North Hennepin Community College
Comp. 1111, English I
Final Thesis Paper
© Julie Bushnell
Equal Pay for Women
by
Julie Bushnell
According to Frances C. Hutner in
Equal Pay for Comparable Worth,
"As more and more women support themselves and their families and look forward with concern to what they are going to live on in their old age, they see sex-based wage discrimination as a serious
problem"
(vii).
Women deserve equal pay for work. This is true for the following reasons:
first, it is sex discrimination to pay women less, just because they are women.
Second, their careers and pay scales are just as important to them as such
things are to men. And third, many women are single parents and the sole breadwinners in their
families.
Sexual Discrimination
First, it is sex discrimination to pay women less,
just because they are women.
Two federal laws and an executive order deal with sex discrimination in compensation.

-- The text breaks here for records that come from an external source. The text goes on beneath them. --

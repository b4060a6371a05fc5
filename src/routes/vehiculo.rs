use actix_multipart::form::MultipartForm;
use actix_web::{HttpResponse, Responder, delete, get, patch, post, put, web};
use uuid::Uuid;

use crate::cache::VehiculoCache;
use crate::domain::types::VehiculoId;
use crate::dto::vehiculo::VehiculoResponse;
use crate::forms::image::{VehiculoImageForm, inspect_upload};
use crate::forms::vehiculo::{VehiculoCreateDto, VehiculoListParams, VehiculoUpdateDto};
use crate::pagination::PageResponse;
use crate::repository::DieselRepository;
use crate::routes::{service_error_response, validation_failed};
use crate::services::vehiculo as service;
use crate::storage::FileSystemStorage;

const NOT_FOUND: &str = "Vehiculo no encontrado";

#[get("/vehiculos")]
pub async fn list_vehiculos(
    params: web::Query<VehiculoListParams>,
    repo: web::Data<DieselRepository>,
) -> impl Responder {
    let params = params.into_inner();
    let query = match params.to_query() {
        Ok(query) => query,
        Err(errors) => return validation_failed(&errors),
    };
    log::info!(
        "Listing vehiculos page {} size {} sorted by {} {}",
        params.page,
        params.size,
        params.sort_by.as_str(),
        params.direction
    );

    match service::list_vehiculos(repo.get_ref(), query) {
        Ok(page) => HttpResponse::Ok().json(PageResponse::of(
            page.map(VehiculoResponse::from),
            params.sort_by.as_str(),
            params.direction,
        )),
        Err(err) => service_error_response(&err, NOT_FOUND),
    }
}

#[get("/vehiculos/{id}")]
pub async fn get_vehiculo(
    id: web::Path<Uuid>,
    repo: web::Data<DieselRepository>,
    cache: web::Data<VehiculoCache>,
) -> impl Responder {
    let id = VehiculoId::from(id.into_inner());
    log::info!("Fetching vehiculo {id}");

    match service::get_vehiculo(repo.get_ref(), cache.get_ref(), id) {
        Ok(vehiculo) => HttpResponse::Ok().json(VehiculoResponse::from(vehiculo)),
        Err(err) => service_error_response(&err, NOT_FOUND),
    }
}

#[post("/vehiculos")]
pub async fn create_vehiculo(
    repo: web::Data<DieselRepository>,
    cache: web::Data<VehiculoCache>,
    web::Json(dto): web::Json<VehiculoCreateDto>,
) -> impl Responder {
    let new_vehiculo = match dto.into_domain() {
        Ok(new_vehiculo) => new_vehiculo,
        Err(errors) => return validation_failed(&errors),
    };
    log::info!("Creating vehiculo {}", new_vehiculo.id);

    match service::create_vehiculo(repo.get_ref(), cache.get_ref(), &new_vehiculo) {
        Ok(vehiculo) => HttpResponse::Ok().json(VehiculoResponse::from(vehiculo)),
        Err(err) => service_error_response(&err, NOT_FOUND),
    }
}

fn apply_update(
    id: Uuid,
    repo: &DieselRepository,
    cache: &VehiculoCache,
    dto: VehiculoUpdateDto,
) -> HttpResponse {
    let id = VehiculoId::from(id);
    let updates = match dto.into_domain() {
        Ok(updates) => updates,
        Err(errors) => return validation_failed(&errors),
    };
    log::info!("Updating vehiculo {id}");

    match service::update_vehiculo(repo, cache, id, &updates) {
        Ok(vehiculo) => HttpResponse::Ok().json(VehiculoResponse::from(vehiculo)),
        Err(err) => service_error_response(&err, NOT_FOUND),
    }
}

#[put("/vehiculos/{id}")]
pub async fn update_vehiculo(
    id: web::Path<Uuid>,
    repo: web::Data<DieselRepository>,
    cache: web::Data<VehiculoCache>,
    web::Json(dto): web::Json<VehiculoUpdateDto>,
) -> impl Responder {
    apply_update(id.into_inner(), &repo, &cache, dto)
}

#[patch("/vehiculos/{id}")]
pub async fn patch_vehiculo(
    id: web::Path<Uuid>,
    repo: web::Data<DieselRepository>,
    cache: web::Data<VehiculoCache>,
    web::Json(dto): web::Json<VehiculoUpdateDto>,
) -> impl Responder {
    apply_update(id.into_inner(), &repo, &cache, dto)
}

#[delete("/vehiculos/{id}")]
pub async fn delete_vehiculo(
    id: web::Path<Uuid>,
    repo: web::Data<DieselRepository>,
    cache: web::Data<VehiculoCache>,
) -> impl Responder {
    let id = VehiculoId::from(id.into_inner());
    log::info!("Deleting vehiculo {id}");

    match service::delete_vehiculo(repo.get_ref(), cache.get_ref(), id) {
        Ok(()) => HttpResponse::NoContent().finish(),
        Err(err) => service_error_response(&err, NOT_FOUND),
    }
}

/// Rejected uploads answer a bare 400, unlike the cliente endpoint.
#[patch("/vehiculos/image/{id}")]
pub async fn update_vehiculo_image(
    id: web::Path<Uuid>,
    repo: web::Data<DieselRepository>,
    cache: web::Data<VehiculoCache>,
    storage: web::Data<FileSystemStorage>,
    MultipartForm(form): MultipartForm<VehiculoImageForm>,
) -> impl Responder {
    let id = VehiculoId::from(id.into_inner());
    log::info!("Updating image of vehiculo {id}");

    let upload = match inspect_upload(form.image.as_ref()) {
        Ok(upload) => upload,
        Err(err) => {
            log::error!("Failed to update image of vehiculo {id}: {err}");
            return HttpResponse::BadRequest().finish();
        }
    };

    match service::update_vehiculo_imagen(
        repo.get_ref(),
        cache.get_ref(),
        storage.get_ref(),
        id,
        &upload,
    ) {
        Ok(vehiculo) => HttpResponse::Ok().json(VehiculoResponse::from(vehiculo)),
        Err(err) => service_error_response(&err, NOT_FOUND),
    }
}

The first law is the Equal Pay Act of 1963, an amendment to the Fair Labor Standards Act of 1938.
The Equal Pay Act requires that employers pay the same wage to men and women workers doing equal work.
According to Hutner, the act defines "equal work" as "jobs the performance of which requires equal skill, effort and responsibility, and which are performed under similar working conditions"
(13). Women who perform work similar to that of men must be paid the same
amount.
Hutner explains, "'The courts have interpreted this to mean that jobs should be substantially
identical, though they may have different titles, such as janitor and maid, or nurse's aid and orderly (House Hearings 17).
The act provides employers with four affirmative defenses for payments that are not equal-seniority, merit, differences in quantity or quality of production, and 'a differential based on any other factor other than sex'" (13).
The law is fairly clear in banning similar-job discrimination against women.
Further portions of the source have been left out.